At present procedures for removing teachers can take up to nine months. Professor Barber said it should take two months, from when a head first tells someone that they are not up to the job.
Successive ministers have said that it should be easier for schools to get rid of bad teachers, and both Tony Blair, the Labour leader, and David Blunkett, the party's education spokesman, have said that governors are taking too long to dismiss bad teachers but have not put a time limit on the process.
Professor Barber, dean of new initiatives at London University's Institute of Education, said: "The procedure for getting rid of bad teachers is too cumbersome and slow. Schools ought to be able to complete it in a couple of months and still allow for all the appropriate appeals and due process."
Speaking at a conference at the institute, he said schools and local authorities were making big strides in school improvement. But removing incompetent teachers was a vital part of rescuing failing schools, and the collection of evidence about poor performance often delayed the operation.

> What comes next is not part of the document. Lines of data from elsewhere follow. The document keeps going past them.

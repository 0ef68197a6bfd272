//! Identifier and time types.
//!
//! [`Time`] is a monotonic point in time measured in nanoseconds since the
//! epoch of the [`TimeSource`](crate::time::TimeSource) that produced it.
//! [`TimerId`] identifies one registration inside a timer service.

use core::fmt;
use std::ops::{Add, Sub};
use std::time::Duration;

#[inline]
pub(crate) fn duration_to_nanos_saturating(duration: Duration) -> u64 {
    u64::try_from(duration.as_nanos()).unwrap_or(u64::MAX)
}

/// A point in time, in nanoseconds since a clock epoch.
///
/// Arithmetic saturates instead of wrapping, so `Time::MAX + d` stays at
/// `Time::MAX` and `a - b` is zero when `b > a`.
///
/// # Example
///
/// ```
/// use timekeep::types::Time;
/// use std::time::Duration;
///
/// let t = Time::from_millis(250);
/// assert_eq!(t + Duration::from_millis(750), Time::from_secs(1));
/// assert_eq!(Time::from_secs(1) - t, Duration::from_millis(750));
/// ```
#[derive(Clone, Copy, PartialEq, Eq, PartialOrd, Ord, Hash, Default)]
pub struct Time(u64);

impl Time {
    /// The clock epoch.
    pub const ZERO: Self = Self(0);
    /// The latest representable time.
    pub const MAX: Self = Self(u64::MAX);

    /// Creates a time from nanoseconds.
    #[must_use]
    pub const fn from_nanos(nanos: u64) -> Self {
        Self(nanos)
    }

    /// Creates a time from milliseconds.
    #[must_use]
    pub const fn from_millis(millis: u64) -> Self {
        Self(millis.saturating_mul(1_000_000))
    }

    /// Creates a time from seconds.
    #[must_use]
    pub const fn from_secs(secs: u64) -> Self {
        Self(secs.saturating_mul(1_000_000_000))
    }

    /// Returns the time in nanoseconds.
    #[must_use]
    pub const fn as_nanos(self) -> u64 {
        self.0
    }

    /// Returns the time in whole milliseconds.
    #[must_use]
    pub const fn as_millis(self) -> u64 {
        self.0 / 1_000_000
    }

    /// Adds nanoseconds, saturating at [`Time::MAX`].
    #[must_use]
    pub const fn saturating_add_nanos(self, nanos: u64) -> Self {
        Self(self.0.saturating_add(nanos))
    }

    /// Returns the duration elapsed since `earlier`, or zero if `earlier`
    /// is later than `self`.
    #[must_use]
    pub const fn duration_since(self, earlier: Self) -> Duration {
        Duration::from_nanos(self.0.saturating_sub(earlier.0))
    }
}

impl fmt::Debug for Time {
    fn fmt(&self, f: &mut fmt::Formatter<'_>) -> fmt::Result {
        write!(f, "Time({}ns)", self.0)
    }
}

impl fmt::Display for Time {
    fn fmt(&self, f: &mut fmt::Formatter<'_>) -> fmt::Result {
        let secs = self.0 / 1_000_000_000;
        let nanos = self.0 % 1_000_000_000;
        write!(f, "{secs}.{nanos:09}s")
    }
}

impl Add<Duration> for Time {
    type Output = Self;

    fn add(self, rhs: Duration) -> Self::Output {
        self.saturating_add_nanos(duration_to_nanos_saturating(rhs))
    }
}

impl Sub for Time {
    type Output = Duration;

    fn sub(self, rhs: Self) -> Self::Output {
        self.duration_since(rhs)
    }
}

/// Identifier of a timer registration.
///
/// Ids are allocated monotonically by a service and never reused, which
/// also makes them the tie-breaker between equal deadlines.
#[derive(Clone, Copy, PartialEq, Eq, PartialOrd, Ord, Hash)]
pub struct TimerId(u64);

impl TimerId {
    pub(crate) const fn new(raw: u64) -> Self {
        Self(raw)
    }

    /// Returns the raw id value.
    #[must_use]
    pub const fn as_u64(self) -> u64 {
        self.0
    }

    /// Creates an id for tests.
    #[doc(hidden)]
    #[must_use]
    pub const fn new_for_test(raw: u64) -> Self {
        Self(raw)
    }
}

impl fmt::Debug for TimerId {
    fn fmt(&self, f: &mut fmt::Formatter<'_>) -> fmt::Result {
        write!(f, "TimerId({})", self.0)
    }
}

impl fmt::Display for TimerId {
    fn fmt(&self, f: &mut fmt::Formatter<'_>) -> fmt::Result {
        write!(f, "T{}", self.0)
    }
}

Governors and heads are responsible for taking action against poor teachers so central government's influence is limited. From September school inspectors will report confidentially to heads on the best and worst teachers.

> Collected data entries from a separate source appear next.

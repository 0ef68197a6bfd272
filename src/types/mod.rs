//! Core types shared by the timer service and the benchmark calibrator.
//!
//! - [`id`]: `Time` and `TimerId`

pub mod id;

pub use id::{Time, TimerId};
pub(crate) use id::duration_to_nanos_saturating;
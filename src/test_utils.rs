//! Test logging helpers.
//!
//! Tests call [`init_test_logging`] once and then bracket their body with
//! [`test_phase!`](crate::test_phase) and [`test_complete!`](crate::test_complete).
//! [`assert_with_log!`](crate::assert_with_log) logs the expected/actual pair
//! through `tracing` before asserting, so a failing run shows the context in
//! captured output.
//!
//! Set `RUST_LOG=timekeep=trace` to see scheduling loop events while a test runs.

use std::sync::Once;
use tracing_subscriber::EnvFilter;

static INIT: Once = Once::new();

/// Installs a `tracing` subscriber that writes through the test harness.
///
/// Safe to call from every test; only the first call installs anything.
pub fn init_test_logging() {
    INIT.call_once(|| {
        let filter = EnvFilter::try_from_default_env().unwrap_or_else(|_| EnvFilter::new("info"));
        let _ = tracing_subscriber::fmt()
            .with_env_filter(filter)
            .with_test_writer()
            .try_init();
    });
}

/// Marks the start of a test.
#[macro_export]
macro_rules! test_phase {
    ($name:expr) => {
        ::tracing::info!(test = $name, "=== TEST START ===");
    };
}

/// Marks a named section inside a test.
#[macro_export]
macro_rules! test_section {
    ($name:expr) => {
        ::tracing::info!(section = $name, "--- section ---");
    };
}

/// Marks the successful end of a test, optionally with summary fields.
#[macro_export]
macro_rules! test_complete {
    ($name:expr) => {
        ::tracing::info!(test = $name, "=== TEST COMPLETE ===");
    };
    ($name:expr, $($key:ident = $value:expr),+ $(,)?) => {
        ::tracing::info!(test = $name, $($key = ?$value),+, "=== TEST COMPLETE ===");
    };
}

/// Asserts a condition, logging the expected and actual values on failure.
#[macro_export]
macro_rules! assert_with_log {
    ($cond:expr, $msg:expr, $expected:expr, $actual:expr $(,)?) => {
        if !$cond {
            ::tracing::error!(
                what = $msg,
                expected = ?$expected,
                actual = ?$actual,
                "Assertion failed"
            );
        }
        assert!($cond, "{}: expected {:?}, got {:?}", $msg, $expected, $actual);
    };
}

Labour has said that it intends to discuss with local authorities and teacher unions how poor teachers could be dismissed more quickly without jeopardising staff rights. It believes the present process fails to strike the right balance.

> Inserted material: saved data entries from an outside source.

//! Deadline-ordered timers and benchmark iteration calibration.
//!
//! # Timers
//!
//! A [`TimerService`](time::TimerService) keeps registrations in a min-heap
//! keyed by deadline and runs a scheduling loop that fires each one when its
//! deadline passes. Callbacks run outside the service lock, so they may
//! register, cancel or reschedule timers themselves. [`Timer`](time::Timer)
//! and [`Ticker`](time::Ticker) deliver fire times through a single-slot
//! [`delivery_channel`](time::delivery_channel) that never blocks the loop.
//!
//! ```
//! use timekeep::time::{TimerService, Timer, VirtualClock};
//! use std::sync::Arc;
//! use std::time::Duration;
//!
//! let clock = Arc::new(VirtualClock::new());
//! let service = TimerService::manual(clock.clone());
//! let timer = Timer::new(&service, Duration::from_millis(10)).unwrap();
//!
//! clock.advance(Duration::from_millis(10));
//! assert_eq!(service.process_timers(), 1);
//! assert!(timer.receiver().try_recv().is_some());
//! ```
//!
//! # Benchmarks
//!
//! [`Calibrator`](bench::Calibrator) grows a workload's iteration count until
//! one round lasts at least the configured bench time, tracking heap
//! allocations through [`CountingAllocator`](bench::CountingAllocator).

pub mod bench;
pub mod config;
pub mod error;
pub mod test_utils;
pub mod time;
pub mod types;

pub use config::Config;
pub use error::{Error, Result};
pub use types::{Time, TimerId};
impl TimerService {
    /// Creates a service driven by its own background thread.
    ///
    /// The thread starts on the first registration. Its sleeps are measured
    /// in real time, so the clock should advance with real time.
    #[must_use]
    pub fn new(clock: Arc<dyn TimeSource>) -> Arc<Self> {
        Self::with_config(clock, TimerServiceConfig::default())
    }

    /// Creates a background-driven service with explicit configuration.
    #[must_use]
    pub fn with_config(clock: Arc<dyn TimeSource>, config: TimerServiceConfig) -> Arc<Self> {
        Arc::new(Self::build(clock, config, Drive::Background))
    }

    /// Creates a service without a scheduling thread.
    ///
    /// Timers fire only when [`process_timers`](Self::process_timers) is called.
    #[must_use]
    pub fn manual(clock: Arc<dyn TimeSource>) -> Arc<Self> {
        Arc::new(Self::build(
            clock,
            TimerServiceConfig::default(),
            Drive::Manual,
        ))
    }

    /// Returns the process-wide wall-clock service, creating it on first use.
    pub fn global() -> &'static Arc<Self> {
        static GLOBAL: OnceLock<Arc<TimerService>> = OnceLock::new();
        GLOBAL.get_or_init(|| Self::new(Arc::new(WallClock::new())))
    }

    fn build(clock: Arc<dyn TimeSource>, config: TimerServiceConfig, drive: Drive) -> Self {
        Self {
            shared: Arc::new(Shared {
                service_id: NEXT_SERVICE_ID.fetch_add(1, Ordering::Relaxed),
                clock,
                state: Mutex::new(State {
                    heap: TimerHeap::new(),
                    next_id: 0,
                    wait: LoopWait::Busy,
                    shutdown: false,
                }),
                wakeup: Condvar::new(),
            }),
            worker: Mutex::new(None),
            drive,
            config,
        }
    }

    /// Returns the current time of the service clock.
    #[must_use]
    pub fn now(&self) -> Time {
        self.shared.clock.now()
    }

    /// Registers `callback` to run at `deadline`, then every `period` after
    /// that if `period` is non-zero.
    ///
    /// Equal deadlines fire in registration order. A deadline already in the
    /// past fires on the next pass of the loop.
    ///
    /// # Errors
    ///
    /// Returns [`TimerError::Shutdown`] after [`shutdown`](Self::shutdown), or
    /// [`TimerError::Spawn`] if the scheduling thread cannot be started.
    pub fn register<F>(
        &self,
        deadline: Time,
        period: Duration,
        callback: F,
    ) -> Result<TimerHandle, TimerError>
    where
        F: Fn(Time) + Send + Sync + 'static,
    {
        self.register_callback(deadline, period, Arc::new(callback))
    }

    /// Registers an already shared callback. See [`register`](Self::register).
    ///
    /// # Errors
    ///
    /// As for [`register`](Self::register).
    pub fn register_callback(
        &self,
        deadline: Time,
        period: Duration,
        callback: TimerCallback,
    ) -> Result<TimerHandle, TimerError> {
        self.ensure_started()?;
        let mut state = self.shared.state.lock();
        if state.shutdown {
            return Err(TimerError::Shutdown);
        }
        let id = TimerId::new(state.next_id);
        state.next_id += 1;
        let registration = Arc::new(Registration::new(
            id,
            self.shared.service_id,
            period,
            callback,
        ));
        state.heap.push(deadline, Arc::clone(&registration));
        let wake = state.needs_wake(deadline);
        drop(state);

        trace!(timer = %id, ?deadline, ?period, wake, "registered timer");
        if wake {
            self.shared.wakeup.notify_one();
        }
        Ok(TimerHandle { registration })
    }

    /// Removes the registration if it is still pending.
    ///
    /// Returns `true` if it was pending, `false` if it already fired, was
    /// already cancelled, or belongs to another service.
    pub fn cancel(&self, handle: &TimerHandle) -> bool {
        if !self.owns(handle) {
            trace!(timer = %handle.id(), "cancel with foreign handle ignored");
            return false;
        }
        let mut state = self.shared.state.lock();
        let removed = state.heap.remove(&handle.registration);
        let wake = removed.is_some_and(|d| state.wait == LoopWait::Until(d));
        drop(state);

        trace!(timer = %handle.id(), active = removed.is_some(), "cancelled timer");
        if wake {
            self.shared.wakeup.notify_one();
        }
        removed.is_some()
    }

    /// Moves the registration to `deadline`: cancel followed by re-register of
    /// the same handle, atomically with respect to other callers.
    ///
    /// Returns what the cancel returned. See the module documentation for the
    /// race with a concurrent fire. After [`shutdown`](Self::shutdown) nothing
    /// is re-registered, and a handle from another service is ignored.
    pub fn reschedule(&self, handle: &TimerHandle, deadline: Time) -> bool {
        if !self.owns(handle) {
            trace!(timer = %handle.id(), "reschedule with foreign handle ignored");
            return false;
        }
        let mut state = self.shared.state.lock();
        let removed = state.heap.remove(&handle.registration);
        if state.shutdown {
            return removed.is_some();
        }
        state.heap.push(deadline, Arc::clone(&handle.registration));
        let wake = state.needs_wake(deadline)
            || removed.is_some_and(|d| state.wait == LoopWait::Until(d));
        drop(state);

        trace!(
            timer = %handle.id(),
            ?deadline,
            active = removed.is_some(),
            "rescheduled timer"
        );
        if wake {
            self.shared.wakeup.notify_one();
        }
        removed.is_some()
    }

    /// Fires every registration due at the current clock time on the calling
    /// thread. Returns the number of callbacks invoked.
    pub fn process_timers(&self) -> usize {
        let mut batch = Vec::new();
        let now = self.now();
        {
            let mut state = self.shared.state.lock();
            if state.shutdown {
                return 0;
            }
            Shared::collect_due(&mut state, now, &mut batch);
        }
        Shared::fire(&mut batch, now)
    }

    /// Returns the earliest pending deadline.
    #[must_use]
    pub fn next_deadline(&self) -> Option<Time> {
        self.shared.state.lock().heap.peek_deadline()
    }

    /// Returns the number of pending registrations.
    #[must_use]
    pub fn pending_count(&self) -> usize {
        self.shared.state.lock().heap.len()
    }

    /// Returns true if nothing is pending.
    #[must_use]
    pub fn is_empty(&self) -> bool {
        self.shared.state.lock().heap.is_empty()
    }

    /// Stops the scheduling loop and drops all pending registrations.
    ///
    /// Idempotent. Later registrations fail with [`TimerError::Shutdown`].
    pub fn shutdown(&self) {
        {
            let mut state = self.shared.state.lock();
            if !state.shutdown {
                debug!(pending = state.heap.len(), "shutting down timer service");
            }
            state.shutdown = true;
            state.heap.clear();
        }
        self.shared.wakeup.notify_all();

        let worker = self.worker.lock().take();
        if let Some(worker) = worker {
            // A callback may drop the last reference from the loop thread.
            if worker.thread().id() != std::thread::current().id() {
                let _ = worker.join();
            }
        }
    }

    fn owns(&self, handle: &TimerHandle) -> bool {
        handle.registration.owner() == self.shared.service_id
    }

    fn ensure_started(&self) -> Result<(), TimerError> {
        if self.drive == Drive::Manual {
            return Ok(());
        }
        let mut worker = self.worker.lock();
        if worker.is_some() || self.shared.state.lock().shutdown {
            return Ok(());
        }
        let shared = Arc::clone(&self.shared);
        let handle = std::thread::Builder::new()
            .name(self.config.thread_name.clone())
            .spawn(move || shared.run())
            .map_err(TimerError::Spawn)?;
        *worker = Some(handle);
        Ok(())
    }
}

Professor Barber said: "Teacher unions would benefit if they were leading the advocacy for streamlining procedures against incompetent teachers. Lots of their members and the public want to see them working towards improving quality."
Nigel de Gruchy, general secretary of the National Association of Schoolmasters/ Union of Women Teachers, said: "Bad teachers can already be sacked within two months. It is only incompetent managers who can't get rid of incompetent teachers."
He said that teachers had to be given between five and 10 days' notice of dismissal. If there was an appeal, that would take another five or ten days.
"For a person who is marginal, it might take several months. For someone who is a disaster, the information should be readily available if heads and governors have been doing their jobs properly." Prevention, he said, was better than cure. Governors should not employ weak teachers in the first place.
Chris Woodhead, the Chief Inspector of Schools, has estimated that there are currently 15,000 incompetent teachers. He believes the present rules which prevent appraisal reports being used as part of disciplinary proceedings should be re-examined.